//! Device repository for database operations.

use std::collections::HashMap;

use domain::models::DeviceStatus;
use sqlx::PgPool;

use crate::entities::DeviceEntity;
use crate::metrics::QueryTimer;

/// Optional filters for listing devices.
#[derive(Debug, Clone, Copy, Default)]
pub struct DeviceFilter {
    pub network_id: Option<i64>,
    pub status: Option<DeviceStatus>,
    pub is_critical: Option<bool>,
}

/// Repository for device-related database operations.
///
/// Write methods here do not touch the cached network counts; callers recount
/// the affected networks through `NetworkRepository`.
#[derive(Clone)]
pub struct DeviceRepository {
    pool: PgPool,
}

impl DeviceRepository {
    /// Creates a new DeviceRepository with the given connection pool.
    pub fn new(pool: PgPool) -> Self {
        Self { pool }
    }

    /// Create a new device.
    pub async fn create(
        &self,
        mac_address: &str,
        ip_address: &str,
        network_id: i64,
        status: DeviceStatus,
        is_critical: bool,
        owner: Option<&str>,
    ) -> Result<DeviceEntity, sqlx::Error> {
        let timer = QueryTimer::new("create_device");
        let result = sqlx::query_as::<_, DeviceEntity>(
            r#"
            INSERT INTO devices (mac_address, ip_address, network_id, status, is_critical, owner)
            VALUES ($1, $2, $3, $4, $5, $6)
            RETURNING *
            "#,
        )
        .bind(mac_address)
        .bind(ip_address)
        .bind(network_id)
        .bind(status.as_str())
        .bind(is_critical)
        .bind(owner)
        .fetch_one(&self.pool)
        .await;
        timer.record();
        result
    }

    /// Find device by ID.
    pub async fn find_by_id(&self, id: i64) -> Result<Option<DeviceEntity>, sqlx::Error> {
        let timer = QueryTimer::new("find_device_by_id");
        let result = sqlx::query_as::<_, DeviceEntity>(
            r#"
            SELECT * FROM devices WHERE id = $1
            "#,
        )
        .bind(id)
        .fetch_optional(&self.pool)
        .await;
        timer.record();
        result
    }

    /// List devices matching `filter`, ordered by IP address.
    pub async fn list(
        &self,
        filter: &DeviceFilter,
        limit: i64,
        offset: i64,
    ) -> Result<Vec<DeviceEntity>, sqlx::Error> {
        let timer = QueryTimer::new("list_devices");
        let result = sqlx::query_as::<_, DeviceEntity>(
            r#"
            SELECT * FROM devices
            WHERE ($1::BIGINT IS NULL OR network_id = $1)
              AND ($2::TEXT IS NULL OR status = $2)
              AND ($3::BOOLEAN IS NULL OR is_critical = $3)
            ORDER BY ip_address, id
            LIMIT $4 OFFSET $5
            "#,
        )
        .bind(filter.network_id)
        .bind(filter.status.map(|s| s.as_str()))
        .bind(filter.is_critical)
        .bind(limit)
        .bind(offset)
        .fetch_all(&self.pool)
        .await;
        timer.record();
        result
    }

    /// Count devices matching `filter`.
    pub async fn count(&self, filter: &DeviceFilter) -> Result<i64, sqlx::Error> {
        let timer = QueryTimer::new("count_devices");
        let count: (i64,) = sqlx::query_as(
            r#"
            SELECT COUNT(*) FROM devices
            WHERE ($1::BIGINT IS NULL OR network_id = $1)
              AND ($2::TEXT IS NULL OR status = $2)
              AND ($3::BOOLEAN IS NULL OR is_critical = $3)
            "#,
        )
        .bind(filter.network_id)
        .bind(filter.status.map(|s| s.as_str()))
        .bind(filter.is_critical)
        .fetch_one(&self.pool)
        .await?;
        timer.record();
        Ok(count.0)
    }

    /// Every device in a network, ordered by IP address.
    pub async fn list_by_network(&self, network_id: i64) -> Result<Vec<DeviceEntity>, sqlx::Error> {
        let timer = QueryTimer::new("list_devices_by_network");
        let result = sqlx::query_as::<_, DeviceEntity>(
            r#"
            SELECT * FROM devices WHERE network_id = $1
            ORDER BY ip_address, id
            "#,
        )
        .bind(network_id)
        .fetch_all(&self.pool)
        .await;
        timer.record();
        result
    }

    /// IP addresses of every device in a network.
    pub async fn ip_addresses_in_network(&self, network_id: i64) -> Result<Vec<String>, sqlx::Error> {
        let timer = QueryTimer::new("list_device_ips_by_network");
        let result = sqlx::query_scalar(
            r#"
            SELECT ip_address FROM devices WHERE network_id = $1
            "#,
        )
        .bind(network_id)
        .fetch_all(&self.pool)
        .await;
        timer.record();
        result
    }

    /// Update device attributes. None values are preserved.
    pub async fn update(
        &self,
        id: i64,
        mac_address: Option<&str>,
        ip_address: Option<&str>,
        network_id: Option<i64>,
        is_critical: Option<bool>,
        owner: Option<&str>,
    ) -> Result<Option<DeviceEntity>, sqlx::Error> {
        let timer = QueryTimer::new("update_device");
        let result = sqlx::query_as::<_, DeviceEntity>(
            r#"
            UPDATE devices SET
                mac_address = COALESCE($2, mac_address),
                ip_address = COALESCE($3, ip_address),
                network_id = COALESCE($4, network_id),
                is_critical = COALESCE($5, is_critical),
                owner = COALESCE($6, owner),
                updated_at = NOW()
            WHERE id = $1
            RETURNING *
            "#,
        )
        .bind(id)
        .bind(mac_address)
        .bind(ip_address)
        .bind(network_id)
        .bind(is_critical)
        .bind(owner)
        .fetch_optional(&self.pool)
        .await;
        timer.record();
        result
    }

    /// Set the status of one device.
    pub async fn set_status(
        &self,
        id: i64,
        status: DeviceStatus,
    ) -> Result<Option<DeviceEntity>, sqlx::Error> {
        let timer = QueryTimer::new("set_device_status");
        let result = sqlx::query_as::<_, DeviceEntity>(
            r#"
            UPDATE devices SET status = $2, updated_at = NOW()
            WHERE id = $1
            RETURNING *
            "#,
        )
        .bind(id)
        .bind(status.as_str())
        .fetch_optional(&self.pool)
        .await;
        timer.record();
        result
    }

    /// Apply statuses by IP address in one statement.
    ///
    /// When an IP appears more than once the last entry wins. Returns the
    /// updated rows; IPs with no matching device are absent from the result.
    pub async fn set_status_by_ip(
        &self,
        updates: &[(String, DeviceStatus)],
    ) -> Result<Vec<DeviceEntity>, sqlx::Error> {
        let mut latest: HashMap<&str, DeviceStatus> = HashMap::with_capacity(updates.len());
        for (ip, status) in updates {
            latest.insert(ip.as_str(), *status);
        }
        let (ips, statuses): (Vec<String>, Vec<String>) = latest
            .into_iter()
            .map(|(ip, s)| (ip.to_string(), s.as_str().to_string()))
            .unzip();

        let timer = QueryTimer::new("set_device_status_by_ip");
        let result = sqlx::query_as::<_, DeviceEntity>(
            r#"
            UPDATE devices d SET status = u.status, updated_at = NOW()
            FROM UNNEST($1::TEXT[], $2::TEXT[]) AS u(ip_address, status)
            WHERE d.ip_address = u.ip_address
            RETURNING d.*
            "#,
        )
        .bind(ips)
        .bind(statuses)
        .fetch_all(&self.pool)
        .await;
        timer.record();
        result
    }

    /// Delete a device and refresh `devices_registered` on its extensions.
    pub async fn delete(&self, id: i64) -> Result<Option<DeviceEntity>, sqlx::Error> {
        let timer = QueryTimer::new("delete_device");
        let mut tx = self.pool.begin().await?;

        let extension_ids: Vec<i64> = sqlx::query_scalar(
            r#"
            SELECT extension_id FROM device_extensions WHERE device_id = $1
            "#,
        )
        .bind(id)
        .fetch_all(&mut *tx)
        .await?;

        let deleted = sqlx::query_as::<_, DeviceEntity>(
            r#"
            DELETE FROM devices WHERE id = $1
            RETURNING *
            "#,
        )
        .bind(id)
        .fetch_optional(&mut *tx)
        .await?;

        if !extension_ids.is_empty() {
            refresh_extension_counts(&mut tx, Some(extension_ids.as_slice())).await?;
        }

        tx.commit().await?;
        timer.record();
        Ok(deleted)
    }

    /// Delete every offline device that is not critical.
    ///
    /// Returns the distinct network IDs that lost devices.
    pub async fn delete_offline_non_critical(&self) -> Result<(u64, Vec<i64>), sqlx::Error> {
        let timer = QueryTimer::new("delete_offline_non_critical_devices");
        let mut tx = self.pool.begin().await?;

        let mut network_ids: Vec<i64> = sqlx::query_scalar(
            r#"
            DELETE FROM devices
            WHERE status = 'offline' AND is_critical = FALSE
            RETURNING network_id
            "#,
        )
        .fetch_all(&mut *tx)
        .await?;
        let deleted = network_ids.len() as u64;
        network_ids.sort_unstable();
        network_ids.dedup();

        if deleted > 0 {
            refresh_extension_counts(&mut tx, None).await?;
        }

        tx.commit().await?;
        timer.record();
        Ok((deleted, network_ids))
    }

    /// Offline devices flagged as critical.
    pub async fn find_offline_critical(&self) -> Result<Vec<DeviceEntity>, sqlx::Error> {
        let timer = QueryTimer::new("find_offline_critical_devices");
        let result = sqlx::query_as::<_, DeviceEntity>(
            r#"
            SELECT * FROM devices
            WHERE is_critical = TRUE AND status = 'offline'
            ORDER BY ip_address
            "#,
        )
        .fetch_all(&self.pool)
        .await;
        timer.record();
        result
    }

    /// Register an extension on a device. Returns false if already registered.
    pub async fn attach_extension(&self, device_id: i64, extension_id: i64) -> Result<bool, sqlx::Error> {
        let timer = QueryTimer::new("attach_device_extension");
        let mut tx = self.pool.begin().await?;

        let inserted = sqlx::query(
            r#"
            INSERT INTO device_extensions (device_id, extension_id)
            VALUES ($1, $2)
            ON CONFLICT (device_id, extension_id) DO NOTHING
            "#,
        )
        .bind(device_id)
        .bind(extension_id)
        .execute(&mut *tx)
        .await?
        .rows_affected();

        refresh_extension_counts(&mut tx, Some(std::slice::from_ref(&extension_id))).await?;
        tx.commit().await?;
        timer.record();
        Ok(inserted > 0)
    }

    /// Remove an extension from a device.
    pub async fn detach_extension(&self, device_id: i64, extension_id: i64) -> Result<u64, sqlx::Error> {
        let timer = QueryTimer::new("detach_device_extension");
        let mut tx = self.pool.begin().await?;

        let removed = sqlx::query(
            r#"
            DELETE FROM device_extensions
            WHERE device_id = $1 AND extension_id = $2
            "#,
        )
        .bind(device_id)
        .bind(extension_id)
        .execute(&mut *tx)
        .await?
        .rows_affected();

        refresh_extension_counts(&mut tx, Some(std::slice::from_ref(&extension_id))).await?;
        tx.commit().await?;
        timer.record();
        Ok(removed)
    }
}

/// Recompute `devices_registered` for the given extensions, or all of them.
async fn refresh_extension_counts(
    tx: &mut sqlx::Transaction<'_, sqlx::Postgres>,
    extension_ids: Option<&[i64]>,
) -> Result<(), sqlx::Error> {
    sqlx::query(
        r#"
        UPDATE extensions e SET
            devices_registered = (
                SELECT COUNT(*) FROM device_extensions de WHERE de.extension_id = e.id
            ),
            updated_at = NOW()
        WHERE $1::BIGINT[] IS NULL OR e.id = ANY($1)
        "#,
    )
    .bind(extension_ids)
    .execute(&mut **tx)
    .await?;
    Ok(())
}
########################################
* TASK OBJECTIVE
Write out exactly the lines from the start of the material through the line with "pub fn new(pool: PgPool)". No other output is expected.

* EXERCISE RESULT
//! Device repository for database operations.

use std::collections::HashMap;

use domain::models::DeviceStatus;
use sqlx::PgPool;

use crate::entities::DeviceEntity;
use crate::metrics::QueryTimer;

/// Optional filters for listing devices.
#[derive(Debug, Clone, Copy, Default)]
pub struct DeviceFilter {
    pub network_id: Option<i64>,
    pub status: Option<DeviceStatus>,
    pub is_critical: Option<bool>,
}

/// Repository for device-related database operations.
///
/// Write methods here do not touch the cached network counts; callers recount
/// the affected networks through `NetworkRepository`.
#[derive(Clone)]
pub struct DeviceRepository {
    pool: PgPool,
}

impl DeviceRepository {
    /// Creates a new DeviceRepository with the given connection pool.
    pub fn new(pool: PgPool) -> Self {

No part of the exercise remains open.